Jazda motocyklem to dla wielu osób pasja, sposób na życie i forma spędzania wolnego czasu. Aby nie przerodziła się ona w tragedię potrzebna jest świadomość tego, że niesie ze sobą także pewne ryzyko. Trzeba pamiętać, że zarówno wśród motocyklistów, jak i pozostałych uczestników ruchu drogowego, są osoby jeżdżące zgodnie z przepisami, ale również tacy, którzy te przepisy bagatelizują. Warto mieć świadomość, że motocykliści należą do tzw. niechronionych uczestników ruchu drogowego. W sytuacji, kiedy dochodzi do wypadku lub kolizji nie chronią ich elementy karoserii, czy pasy bezpieczeństwa.

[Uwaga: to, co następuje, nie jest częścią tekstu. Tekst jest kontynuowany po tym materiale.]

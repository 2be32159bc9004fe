// SPDX-License-Identifier: BUSL-1.1
// Copyright (c) 2026 Alfred Jean LLC

// Allow panic!/unwrap/expect in test code
#![cfg_attr(test, allow(clippy::panic))]
#![cfg_attr(test, allow(clippy::unwrap_used))]
#![cfg_attr(test, allow(clippy::expect_used))]

//! tether-core: building blocks for binding external handles to named slots
//!
//! This crate provides:
//! - The reference slot state machine (bind/unbind, waiters, validation, cleanup)
//! - The priority-ordered pending list used by operation queues
//! - Operation options, result descriptors and queue statistics
//! - Events, the event bus and the in-memory event trail
//! - Clock and id abstractions, configuration, error types

pub mod clock;
pub mod id;

pub mod cancel;
pub mod config;
pub mod error;
pub mod event;
pub mod events;
pub mod hooks;
pub mod operation;
pub mod pending;
pub mod recovery;
pub mod slot;
pub mod stats;
pub mod wait;

pub use cancel::{CancelContext, Cancelled};
pub use clock::{micros, millis, Clock, SystemClock};
pub use config::EngineConfig;
pub use error::{CleanupError, ConfigError, OperationError, QueueError, RefError};
pub use event::Event;
pub use events::{EventBus, EventPattern, EventRecord, Subscription};
pub use hooks::{Cleanup, Validator};
pub use id::{IdGen, SequentialIdGen, UuidIdGen};
pub use operation::{OperationOptions, OperationResult};
pub use pending::PendingList;
pub use recovery::{Fallback, RecoveryStrategy};
pub use slot::{admit, Admitted, Bound, Detached, RefSlot, SlotInfo, CLEANUP_ERROR_KEY};
pub use stats::QueueStats;
pub use wait::WaitForBind;

pub use tokio_util::sync::CancellationToken;
// SPDX-License-Identifier: BUSL-1.1
// Copyright (c) 2026 Alfred Jean LLC

//! Type-erased queue items
//!
//! Operations on one slot return different result types, so the queue
//! stores them behind [`Job`] and hands results back through each item's
//! own reply channel.

use chrono::Utc;
use std::any::Any;
use std::fmt::Display;
use std::future::Future;
use std::marker::PhantomData;
use std::sync::Arc;
use std::time::Duration;
use tether_core::{CancelContext, OperationError, OperationResult};
use tokio::sync::oneshot;
use tokio::task::JoinHandle;

pub(crate) type Erased = Box<dyn Any + Send>;

/// How an item left the queue
pub(crate) struct Settlement {
    pub slot: String,
    pub item_id: String,
    pub attempts: u32,
    pub duration: Duration,
}

pub(crate) trait Job<T>: Send {
    /// Spawn one attempt against `target`
    ///
    /// The attempt runs as its own task so a timed-out operation can be
    /// left to finish on its own while the queue moves on.
    fn start(&self, target: T, ctx: CancelContext) -> JoinHandle<Result<Erased, String>>;

    /// Deliver the final outcome to the caller
    fn settle(self: Box<Self>, outcome: Result<Erased, OperationError>, settlement: Settlement);
}

pub(crate) struct TypedJob<T, R, F> {
    // Shared with each attempt task, which calls it
    op: Arc<F>,
    reply: oneshot::Sender<OperationResult<R>>,
    _target: PhantomData<fn(T)>,
}

impl<T, R, F> TypedJob<T, R, F> {
    pub fn new(op: F, reply: oneshot::Sender<OperationResult<R>>) -> Self {
        Self {
            op: Arc::new(op),
            reply,
            _target: PhantomData,
        }
    }
}

impl<T, R, F, Fut, E> Job<T> for TypedJob<T, R, F>
where
    T: Send + 'static,
    F: Fn(T, CancelContext) -> Fut + Send + Sync + 'static,
    Fut: Future<Output = Result<R, E>> + Send + 'static,
    R: Send + 'static,
    E: Display + Send + 'static,
{
    fn start(&self, target: T, ctx: CancelContext) -> JoinHandle<Result<Erased, String>> {
        // The call happens inside the task, so a panic while building the
        // future is caught at the task boundary like one while polling it
        let op = Arc::clone(&self.op);
        tokio::spawn(async move {
            op(target, ctx)
                .await
                .map(|value| Box::new(value) as Erased)
                .map_err(|e| e.to_string())
        })
    }

    fn settle(self: Box<Self>, outcome: Result<Erased, OperationError>, settlement: Settlement) {
        let Settlement {
            slot,
            item_id,
            attempts,
            duration,
        } = settlement;

        let outcome = outcome.and_then(|value| {
            value
                .downcast::<R>()
                .map(|value| *value)
                .map_err(|_| OperationError::Failed {
                    slot,
                    item_id: item_id.clone(),
                    message: "result type mismatch".to_string(),
                })
        });

        // The caller may have dropped its future; nothing else to do then
        let _ = self.reply.send(OperationResult {
            item_id,
            outcome,
            duration,
            attempts,
            timestamp: Utc::now(),
        });
    }
}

Jeszcze przed oficjalnym rozpoczęciem sezonu motocyklowego policjanci drogówki poświęcają szczególną uwagę właśnie motocyklistom. Ich bezpieczeństwo jest szczególnie zagrożone w sezonie wiosenno-letnim, kiedy na drogach pojawia się bardzo wielu miłośników jednośladów. Wzajemny szacunek na drodze, ze strony motocyklistów i kierowców samochodów jest ważnym elementem wspólnej troski o bezpieczną jazdę. Zarówno jedni, jak i drudzy muszą mieć świadomość, że droga to nie tor wyścigowy.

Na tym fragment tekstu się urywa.